Work instructions - Retype, word for word, every line from the one holding "#[cfg(test)]" through the one holding "fn flush(&mut self)" in the entries below, both included, and only those lines.
Start of Data supplied
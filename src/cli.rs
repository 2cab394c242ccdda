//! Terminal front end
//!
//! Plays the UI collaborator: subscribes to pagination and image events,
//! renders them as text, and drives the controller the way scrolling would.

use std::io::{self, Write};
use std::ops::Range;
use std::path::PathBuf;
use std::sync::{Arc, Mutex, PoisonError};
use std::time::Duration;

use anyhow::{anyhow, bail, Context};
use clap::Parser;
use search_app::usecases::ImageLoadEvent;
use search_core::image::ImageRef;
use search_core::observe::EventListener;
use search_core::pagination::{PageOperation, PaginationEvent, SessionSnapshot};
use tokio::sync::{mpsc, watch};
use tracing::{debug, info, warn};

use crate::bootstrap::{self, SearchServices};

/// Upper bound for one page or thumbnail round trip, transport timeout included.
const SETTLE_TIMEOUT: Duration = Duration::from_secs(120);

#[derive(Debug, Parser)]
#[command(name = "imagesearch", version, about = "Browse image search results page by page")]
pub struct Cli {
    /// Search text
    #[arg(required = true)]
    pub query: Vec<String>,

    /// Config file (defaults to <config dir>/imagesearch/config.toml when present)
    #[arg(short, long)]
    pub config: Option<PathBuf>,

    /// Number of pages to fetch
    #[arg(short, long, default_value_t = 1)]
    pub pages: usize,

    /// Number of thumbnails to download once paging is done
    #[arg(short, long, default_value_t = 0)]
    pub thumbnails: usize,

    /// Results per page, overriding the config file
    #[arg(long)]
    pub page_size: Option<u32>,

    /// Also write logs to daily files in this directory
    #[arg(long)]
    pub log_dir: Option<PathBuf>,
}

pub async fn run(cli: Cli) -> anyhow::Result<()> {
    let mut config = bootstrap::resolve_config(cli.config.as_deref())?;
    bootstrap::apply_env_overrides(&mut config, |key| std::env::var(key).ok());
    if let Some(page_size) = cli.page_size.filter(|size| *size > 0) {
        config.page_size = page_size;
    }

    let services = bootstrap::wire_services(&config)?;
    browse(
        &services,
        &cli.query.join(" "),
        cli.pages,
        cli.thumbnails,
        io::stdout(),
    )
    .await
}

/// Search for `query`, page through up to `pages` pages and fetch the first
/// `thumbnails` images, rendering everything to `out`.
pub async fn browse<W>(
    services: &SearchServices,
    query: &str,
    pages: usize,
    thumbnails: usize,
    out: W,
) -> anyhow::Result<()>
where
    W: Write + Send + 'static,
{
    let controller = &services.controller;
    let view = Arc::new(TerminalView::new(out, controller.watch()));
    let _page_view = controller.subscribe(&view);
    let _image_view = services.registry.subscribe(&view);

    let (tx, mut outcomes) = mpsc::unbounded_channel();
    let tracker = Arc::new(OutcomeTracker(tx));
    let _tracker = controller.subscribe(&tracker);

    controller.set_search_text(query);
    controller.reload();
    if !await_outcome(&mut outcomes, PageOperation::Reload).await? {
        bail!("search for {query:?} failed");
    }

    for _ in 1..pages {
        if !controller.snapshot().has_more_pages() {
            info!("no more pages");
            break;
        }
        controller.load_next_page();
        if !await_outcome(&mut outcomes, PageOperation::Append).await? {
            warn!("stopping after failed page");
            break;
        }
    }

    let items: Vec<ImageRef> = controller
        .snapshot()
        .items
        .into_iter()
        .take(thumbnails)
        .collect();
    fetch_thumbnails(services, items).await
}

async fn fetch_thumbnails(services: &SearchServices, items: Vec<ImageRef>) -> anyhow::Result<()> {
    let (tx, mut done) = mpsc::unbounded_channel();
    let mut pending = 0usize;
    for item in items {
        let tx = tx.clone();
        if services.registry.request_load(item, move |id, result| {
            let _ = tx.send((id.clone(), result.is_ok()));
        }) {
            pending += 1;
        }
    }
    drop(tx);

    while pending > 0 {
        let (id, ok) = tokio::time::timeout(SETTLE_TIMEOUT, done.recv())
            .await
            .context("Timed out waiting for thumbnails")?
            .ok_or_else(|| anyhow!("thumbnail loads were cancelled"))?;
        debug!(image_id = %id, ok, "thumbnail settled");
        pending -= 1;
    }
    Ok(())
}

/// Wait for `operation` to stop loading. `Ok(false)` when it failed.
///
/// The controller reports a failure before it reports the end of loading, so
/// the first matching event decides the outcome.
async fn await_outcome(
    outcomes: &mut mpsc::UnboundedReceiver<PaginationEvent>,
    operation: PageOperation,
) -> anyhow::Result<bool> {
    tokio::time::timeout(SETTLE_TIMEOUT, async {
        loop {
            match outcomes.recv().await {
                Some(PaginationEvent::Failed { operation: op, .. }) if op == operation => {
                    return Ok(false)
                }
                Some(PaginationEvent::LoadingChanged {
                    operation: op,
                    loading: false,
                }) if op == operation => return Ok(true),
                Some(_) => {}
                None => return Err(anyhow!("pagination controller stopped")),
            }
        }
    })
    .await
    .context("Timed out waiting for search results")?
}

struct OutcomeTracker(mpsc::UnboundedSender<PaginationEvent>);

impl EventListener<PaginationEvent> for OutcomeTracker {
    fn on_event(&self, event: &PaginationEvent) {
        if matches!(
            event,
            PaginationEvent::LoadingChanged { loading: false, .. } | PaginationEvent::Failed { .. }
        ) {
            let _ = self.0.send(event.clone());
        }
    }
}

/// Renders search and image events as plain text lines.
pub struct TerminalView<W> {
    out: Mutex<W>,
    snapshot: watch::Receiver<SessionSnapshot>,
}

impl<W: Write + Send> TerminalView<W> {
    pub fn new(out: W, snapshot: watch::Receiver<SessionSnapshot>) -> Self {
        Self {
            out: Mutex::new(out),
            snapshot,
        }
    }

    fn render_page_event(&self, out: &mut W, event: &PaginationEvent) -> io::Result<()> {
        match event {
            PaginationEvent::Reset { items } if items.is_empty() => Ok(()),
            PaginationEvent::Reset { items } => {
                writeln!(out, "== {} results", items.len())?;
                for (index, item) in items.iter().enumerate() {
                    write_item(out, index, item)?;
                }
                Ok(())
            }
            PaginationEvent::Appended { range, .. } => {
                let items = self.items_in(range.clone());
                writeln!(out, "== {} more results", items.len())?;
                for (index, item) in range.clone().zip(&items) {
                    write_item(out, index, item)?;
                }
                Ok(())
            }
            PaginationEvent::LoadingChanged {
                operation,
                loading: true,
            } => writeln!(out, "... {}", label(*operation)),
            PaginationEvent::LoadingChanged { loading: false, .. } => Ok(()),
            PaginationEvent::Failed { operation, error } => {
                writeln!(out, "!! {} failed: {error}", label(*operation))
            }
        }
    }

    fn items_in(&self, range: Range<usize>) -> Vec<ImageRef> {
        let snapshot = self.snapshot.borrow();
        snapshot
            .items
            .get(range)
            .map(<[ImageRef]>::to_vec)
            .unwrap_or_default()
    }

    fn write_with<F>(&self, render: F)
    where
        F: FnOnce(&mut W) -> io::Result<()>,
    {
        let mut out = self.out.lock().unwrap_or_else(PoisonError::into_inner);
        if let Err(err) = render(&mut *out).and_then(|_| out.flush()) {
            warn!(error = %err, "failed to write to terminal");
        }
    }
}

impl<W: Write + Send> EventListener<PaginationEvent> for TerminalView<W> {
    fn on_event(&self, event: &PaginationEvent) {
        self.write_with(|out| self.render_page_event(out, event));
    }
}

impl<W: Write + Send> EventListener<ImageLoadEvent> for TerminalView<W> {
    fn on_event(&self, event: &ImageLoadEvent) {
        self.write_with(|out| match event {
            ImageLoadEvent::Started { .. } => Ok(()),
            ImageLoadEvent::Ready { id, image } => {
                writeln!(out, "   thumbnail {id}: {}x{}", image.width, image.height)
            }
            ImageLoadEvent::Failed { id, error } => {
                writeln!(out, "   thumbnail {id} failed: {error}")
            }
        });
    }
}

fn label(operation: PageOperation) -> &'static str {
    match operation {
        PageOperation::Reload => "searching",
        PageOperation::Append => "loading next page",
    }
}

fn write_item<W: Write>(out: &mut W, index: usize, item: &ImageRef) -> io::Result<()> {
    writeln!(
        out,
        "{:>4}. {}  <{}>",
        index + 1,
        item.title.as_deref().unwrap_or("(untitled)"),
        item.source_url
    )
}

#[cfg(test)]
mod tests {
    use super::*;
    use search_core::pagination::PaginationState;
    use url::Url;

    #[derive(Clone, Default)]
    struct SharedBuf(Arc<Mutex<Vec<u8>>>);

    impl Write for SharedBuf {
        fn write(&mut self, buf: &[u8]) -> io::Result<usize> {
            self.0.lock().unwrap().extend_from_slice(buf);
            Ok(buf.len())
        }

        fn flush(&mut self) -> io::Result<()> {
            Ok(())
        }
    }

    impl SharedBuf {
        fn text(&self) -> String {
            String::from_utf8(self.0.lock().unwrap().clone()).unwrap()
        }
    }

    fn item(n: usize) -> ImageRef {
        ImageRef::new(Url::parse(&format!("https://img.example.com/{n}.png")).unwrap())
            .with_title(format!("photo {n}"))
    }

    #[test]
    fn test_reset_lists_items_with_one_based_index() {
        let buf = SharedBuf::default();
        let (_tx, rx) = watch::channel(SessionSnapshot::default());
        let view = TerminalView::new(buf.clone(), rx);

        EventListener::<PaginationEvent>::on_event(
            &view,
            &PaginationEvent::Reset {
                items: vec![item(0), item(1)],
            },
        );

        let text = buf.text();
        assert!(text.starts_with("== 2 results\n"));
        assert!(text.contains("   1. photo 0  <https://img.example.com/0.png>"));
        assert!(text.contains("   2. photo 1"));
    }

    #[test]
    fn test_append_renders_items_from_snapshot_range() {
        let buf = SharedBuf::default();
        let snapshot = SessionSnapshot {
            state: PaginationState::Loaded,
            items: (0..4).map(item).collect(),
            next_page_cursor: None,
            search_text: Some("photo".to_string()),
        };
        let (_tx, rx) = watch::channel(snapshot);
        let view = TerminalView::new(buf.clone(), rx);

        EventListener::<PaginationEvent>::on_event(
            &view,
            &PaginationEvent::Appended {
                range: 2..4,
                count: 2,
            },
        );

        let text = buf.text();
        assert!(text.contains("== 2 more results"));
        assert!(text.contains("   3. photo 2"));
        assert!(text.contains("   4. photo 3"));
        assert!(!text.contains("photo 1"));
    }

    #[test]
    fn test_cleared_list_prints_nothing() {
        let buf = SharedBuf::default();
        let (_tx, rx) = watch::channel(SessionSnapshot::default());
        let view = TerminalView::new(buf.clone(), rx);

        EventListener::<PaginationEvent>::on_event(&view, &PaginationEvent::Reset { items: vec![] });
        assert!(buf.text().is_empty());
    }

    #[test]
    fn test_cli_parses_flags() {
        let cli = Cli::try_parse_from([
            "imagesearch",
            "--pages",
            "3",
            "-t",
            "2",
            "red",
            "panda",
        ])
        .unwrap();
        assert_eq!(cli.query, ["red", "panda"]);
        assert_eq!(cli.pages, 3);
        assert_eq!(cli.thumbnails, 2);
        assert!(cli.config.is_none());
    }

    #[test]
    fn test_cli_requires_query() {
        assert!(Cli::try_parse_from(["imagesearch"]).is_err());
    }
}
End of Data supplied
Result of the exercise -
#[cfg(test)]
mod tests {
    use super::*;
    use search_core::pagination::PaginationState;
    use url::Url;

    #[derive(Clone, Default)]
    struct SharedBuf(Arc<Mutex<Vec<u8>>>);

    impl Write for SharedBuf {
        fn write(&mut self, buf: &[u8]) -> io::Result<usize> {
            self.0.lock().unwrap().extend_from_slice(buf);
            Ok(buf.len())
        }

        fn flush(&mut self) -> io::Result<()> {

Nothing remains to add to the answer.